Ivan Capelli e Enrico Redaelli, rispettivamente presidente dell’AC Milano e membro del CDA dell’AC meneghino, si sono già dimessi un paio di settimane fa con l’obiettivo di far decadere l’attuale vertice che, invece, ha provveduto subito alla sostituzione con altri consiglieri. L’azionista di riferimento ora chiede la testa del Presidente e la sua uscita farà decadere il consiglio.

Dopo tante parole al vento, pare si sia giunti al dunque. Ma la SIAS ha le casse vuote sia che a capo ci sia Andrea Dell’Orto sia che venga nominato qualunque altro manager, perché a dispetto di quanto va dicendo l’attuale presidente SIAS, ci sono i margini per organizzare il Gp d’Italia 2016, ma non quello successivo, vale a dire il primo del nuovo contratto.
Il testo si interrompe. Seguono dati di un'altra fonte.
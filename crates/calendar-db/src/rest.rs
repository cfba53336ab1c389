use calendar_types::{Category, Event, NewEvent};
use reqwest::header::{AUTHORIZATION, HeaderMap, HeaderValue};
use reqwest::{Client, RequestBuilder, Response, StatusCode, Url};
use serde_json::json;
use tracing::{debug, info};

use crate::config::StoreConfig;
use crate::error::StoreError;
use crate::query::{self, EventQuery};
use crate::schema::EVENTS_TABLE;
use crate::EventStore;

/// Events store reached through the hosted project's REST endpoint.
pub struct RestStore {
    client: Client,
    rest_url: String,
    config: StoreConfig,
}

impl RestStore {
    /// Builds an authenticated client and proves the endpoint answers and
    /// accepts the key. No retry.
    pub async fn connect(config: StoreConfig) -> Result<Self, StoreError> {
        let store = Self::new(config)?;

        let response = store.send(store.client.get(format!("{}/", store.rest_url))).await?;
        let status = response.status().as_u16();
        if matches!(status, 401 | 403) {
            let body = response.text().await.unwrap_or_default();
            return Err(StoreError::from_response(status, &body));
        }

        info!("Connected to store at {}", store.config.endpoint);
        Ok(store)
    }

    /// Client construction without the network probe.
    pub fn new(config: StoreConfig) -> Result<Self, StoreError> {
        let endpoint = Url::parse(&config.endpoint)
            .map_err(|e| StoreError::InvalidConfig(format!("endpoint {:?}: {}", config.endpoint, e)))?;
        if !matches!(endpoint.scheme(), "http" | "https") {
            return Err(StoreError::InvalidConfig(format!(
                "endpoint scheme must be http or https, got {:?}",
                endpoint.scheme()
            )));
        }
        if config.api_key.is_empty() {
            return Err(StoreError::InvalidConfig("api key is empty".into()));
        }

        let key = HeaderValue::from_str(&config.api_key)
            .map_err(|_| StoreError::InvalidConfig("api key is not a valid header value".into()))?;
        let mut bearer = HeaderValue::from_str(&format!("Bearer {}", config.api_key))
            .map_err(|_| StoreError::InvalidConfig("api key is not a valid header value".into()))?;
        bearer.set_sensitive(true);

        let mut headers = HeaderMap::new();
        headers.insert("apikey", key);
        headers.insert(AUTHORIZATION, bearer);

        let client = Client::builder()
            .default_headers(headers)
            .timeout(config.timeout)
            .build()
            .map_err(|e| StoreError::InvalidConfig(format!("http client: {}", e)))?;

        let rest_url = format!("{}/rest/v1", config.endpoint.trim_end_matches('/'));

        Ok(Self {
            client,
            rest_url,
            config,
        })
    }

    pub fn config(&self) -> &StoreConfig {
        &self.config
    }

    fn table_url(&self) -> String {
        format!("{}/{}", self.rest_url, EVENTS_TABLE)
    }

    /// Sends a request, mapping transport failures. The response status is
    /// not inspected.
    async fn send(&self, request: RequestBuilder) -> Result<Response, StoreError> {
        request.send().await.map_err(|e| self.transport_error(e))
    }

    /// Sends a request and turns any non-success status into a typed error.
    async fn execute(&self, request: RequestBuilder) -> Result<Response, StoreError> {
        let response = self.send(request).await?;
        self.check(response).await
    }

    async fn check(&self, response: Response) -> Result<Response, StoreError> {
        let status = response.status();
        debug!(status = status.as_u16(), url = %response.url(), "store response");

        if status.is_success() {
            return Ok(response);
        }

        let body = response.text().await.unwrap_or_default();
        Err(StoreError::from_response(status.as_u16(), &body))
    }

    fn transport_error(&self, error: reqwest::Error) -> StoreError {
        if error.is_timeout() {
            return StoreError::Timeout(self.config.timeout);
        }
        if error.is_decode() {
            return StoreError::Decode(error.to_string());
        }
        StoreError::Unreachable {
            url: self.config.endpoint.clone(),
            source: error,
        }
    }
}

impl EventStore for RestStore {
    async fn execute_sql(&self, sql: &str) -> Result<(), StoreError> {
        let url = format!("{}/rpc/{}", self.rest_url, self.config.sql_function);
        debug!(function = %self.config.sql_function, "executing DDL statement");

        self.execute(self.client.post(url).json(&json!({ "sql": sql })))
            .await?;
        Ok(())
    }

    async fn select_events(&self, query: &EventQuery) -> Result<Vec<Event>, StoreError> {
        let params = query.to_params();
        debug!(?params, "selecting events");

        let response = self
            .execute(self.client.get(self.table_url()).query(&params))
            .await?;
        response.json::<Vec<Event>>().await.map_err(|e| self.transport_error(e))
    }

    async fn insert_events(&self, events: &[NewEvent]) -> Result<usize, StoreError> {
        debug!(rows = events.len(), "inserting events");

        let response = self
            .execute(
                self.client
                    .post(self.table_url())
                    .header("Prefer", "return=representation")
                    .json(events),
            )
            .await?;
        let inserted = response
            .json::<Vec<Event>>()
            .await
            .map_err(|e| self.transport_error(e))?;
        Ok(inserted.len())
    }

    async fn count_events(&self, category: Option<Category>) -> Result<u64, StoreError> {
        let params = query::count_params(category);
        debug!(?params, "counting events");

        let response = self
            .send(
                self.client
                    .head(self.table_url())
                    .header("Prefer", "count=exact")
                    .query(&params),
            )
            .await?;
        // HEAD answers carry no error body to read a code from.
        if response.status() == StatusCode::NOT_FOUND {
            return Err(StoreError::RelationAbsent(EVENTS_TABLE.to_string()));
        }
        let response = self.check(response).await?;

        let range = response
            .headers()
            .get("content-range")
            .and_then(|value| value.to_str().ok())
            .ok_or_else(|| StoreError::Decode("count response has no Content-Range header".into()))?;
        query::parse_content_range(range)
    }
}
Il 27 aprile potrebbero essere coinvolti Alfredo Scala, attuale responsabile di Vallelunga, e l’avvocato Federico Bendinelli, personaggio cardine che gode della fiducia di Bernie Ecclestone. Il regista, ovviamente, resta Angelo Sticchi Damiani, presidente di ACI Italia, uomo che ha avuto il mandato di chiudere la trattativa con la FOM su mandato del premier, Matteo Renzi e del presidente del CONI, Giovanni Malagò.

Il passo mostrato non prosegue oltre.